Hay guys. Sorry I have not been on here much lately. My classes started last week and between getting back in the swing of things with college and farm shopping I have been pretty darn busy. I will try to balance things better so I can still be active on here, but for now forgive me for not having the chance to be very talkative on here. Oh did go and see a place that may be a good option for a new farm and it is less then 5 minutes from a well known dairy!

Hope everyone is doing good!


----------



## liz (Oct 5, 2007)

You do your studies first... TGS second, we're here!

Hope all goes well with looking for property....and it's not too stressful :hug:


----------



## KW Farms (Jun 21, 2008)

Good to see ya back on. Yes...I agree...just worry about your classes...come to TGS in your free time! :greengrin: Hope your upcoming classes go well! :hi5:


----------



## toth boer goats (Jul 20, 2008)

Ditto.... :hug: :wink:


----------



## DDFN (Jul 31, 2011)

Thanks guys! Oh I have been dying to get on here but have been being good. I have a quiz tomorrow I have been getting ready for and have been doing homework all day after farm care this morning. Got everyone taken care of for the night dinner made and reviewed some more and now a few minutes of freedom!  

Well I can already say this is going to be a love hate relationship with school. I love my classes, teachers, classmates etc, but this silly stuff called homework, projects, reading material, assignment hours and such. . . all I can say is wow! Not quite sure what I was thinking or how I was thinking I could balance all of this at once. . . I have survived so far, please wish me luck as I feel I need lots of it or a ton of energy! :ZZZ: :drool: So one of my classes is in complete silence and you can only use ASL in there. I have one that is outside the department so they speak in there (it's an Audiology class) and tomorrow we are learning how to fit hearing aids/program them and also having a guest speaker. My other classes are all in total communication so that is fun and I am loving it. We have a lot of hours outside of the normal class time we have to meet and tomorrow will be my first silent event. Wish me luck! 
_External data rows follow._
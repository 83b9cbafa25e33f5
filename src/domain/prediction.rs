// ==========================================
// 家禽杂交预测系统 - 杂交预测结果
// ==========================================
// 职责: 定义预测引擎的派生输出（每次预测新建，不共享）
// ==========================================

use crate::domain::breed::{BehaviorTraits, PhysicalTraits, Pricing, ProductionTraits};
use serde::{Deserialize, Serialize};
use std::fmt;

// 遗传分解中各性状的名称
pub const TRAIT_FEATHER_COLOR: &str = "Feather Color (E-locus)";
pub const TRAIT_COMB_TYPE: &str = "Comb Type";
pub const TRAIT_SKIN_COLOR: &str = "Skin Color";
pub const TRAIT_EGG_COLOR: &str = "Egg Color";
pub const TRAIT_BODY_SIZE: &str = "Body Size";

// ==========================================
// GeneticTraitCalculation - 单个性状的遗传分解
// ==========================================
/// probability 是固定的启发式置信度，不是孟德尔概率
#[derive(Debug, Clone, PartialEq, Serialize, Deserialize)]
#[serde(rename_all = "camelCase")]
pub struct GeneticTraitCalculation {
    #[serde(rename = "trait")]
    pub trait_name: String,
    pub parent_a_contribution: String,
    pub parent_b_contribution: String,
    pub dominant_expression: String,
    pub probability: f64,
}

// ==========================================
// HybridVigor - 杂种优势
// ==========================================
#[derive(Debug, Clone, Copy, PartialEq, Serialize, Deserialize)]
#[serde(rename_all = "camelCase")]
pub struct HybridVigor {
    pub egg_production_boost: f64,
    pub growth_rate_boost: f64,
    pub disease_resistance_boost: f64,
    pub feed_conversion_improvement: f64,
}

// ==========================================
// CrossPredictionResult - 杂交预测结果
// ==========================================
#[derive(Debug, Clone, PartialEq, Serialize, Deserialize)]
#[serde(rename_all = "camelCase")]
pub struct CrossPredictionResult {
    pub physical_traits: PhysicalTraits,
    pub production_traits: ProductionTraits,
    pub behavior_traits: BehaviorTraits,
    pub genetic_breakdown: Vec<GeneticTraitCalculation>,
    pub hybrid_vigor: HybridVigor,
    pub estimated_pricing: Pricing,
    pub confidence_score: f64,
}

impl CrossPredictionResult {
    /// 按性状名称查找遗传分解项
    pub fn breakdown_for(&self, trait_name: &str) -> Option<&GeneticTraitCalculation> {
        self.genetic_breakdown
            .iter()
            .find(|calc| calc.trait_name == trait_name)
    }
}

// ==========================================
// CrossPairKey - 无序亲本对缓存键
// ==========================================
/// A×B 与 B×A 生成同一个键（两个 id 按字典序排序）
#[derive(Debug, Clone, PartialEq, Eq, Hash, PartialOrd, Ord, Serialize, Deserialize)]
pub struct CrossPairKey {
    lo: String,
    hi: String,
}

impl CrossPairKey {
    pub fn new(parent_a_id: &str, parent_b_id: &str) -> Self {
        if parent_a_id <= parent_b_id {
            Self {
                lo: parent_a_id.to_string(),
                hi: parent_b_id.to_string(),
            }
        } else {
            Self {
                lo: parent_b_id.to_string(),
                hi: parent_a_id.to_string(),
            }
        }
    }

    /// 字典序较小的亲本 id
    pub fn lo(&self) -> &str {
        &self.lo
    }

    /// 字典序较大的亲本 id
    pub fn hi(&self) -> &str {
        &self.hi
    }

    pub fn as_string(&self) -> String {
        format!("{}_{}", self.lo, self.hi)
    }
}

impl fmt::Display for CrossPairKey {
    fn fmt(&self, f: &mut fmt::Formatter<'_>) -> fmt::Result {
        write!(f, "{}_{}", self.lo, self.hi)
    }
}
Oh on a side note yesterday a man working in the shipping department where the hubby works got bit by a rattlesnake!!! :shocked: Then today apparently they found another snake in the building. Just craziness. 

Well I need to hit the sack for the night as these extra early feeding/milking times are getting to me a bit. Maybe I can sneak back on this weekend since its a 3 day!!!

Good night to all and I hope everyone is doing well!

Miss you guys!


----------



## liz (Oct 5, 2007)

:hug:


----------



## toth boer goats (Jul 20, 2008)

:hug:


----------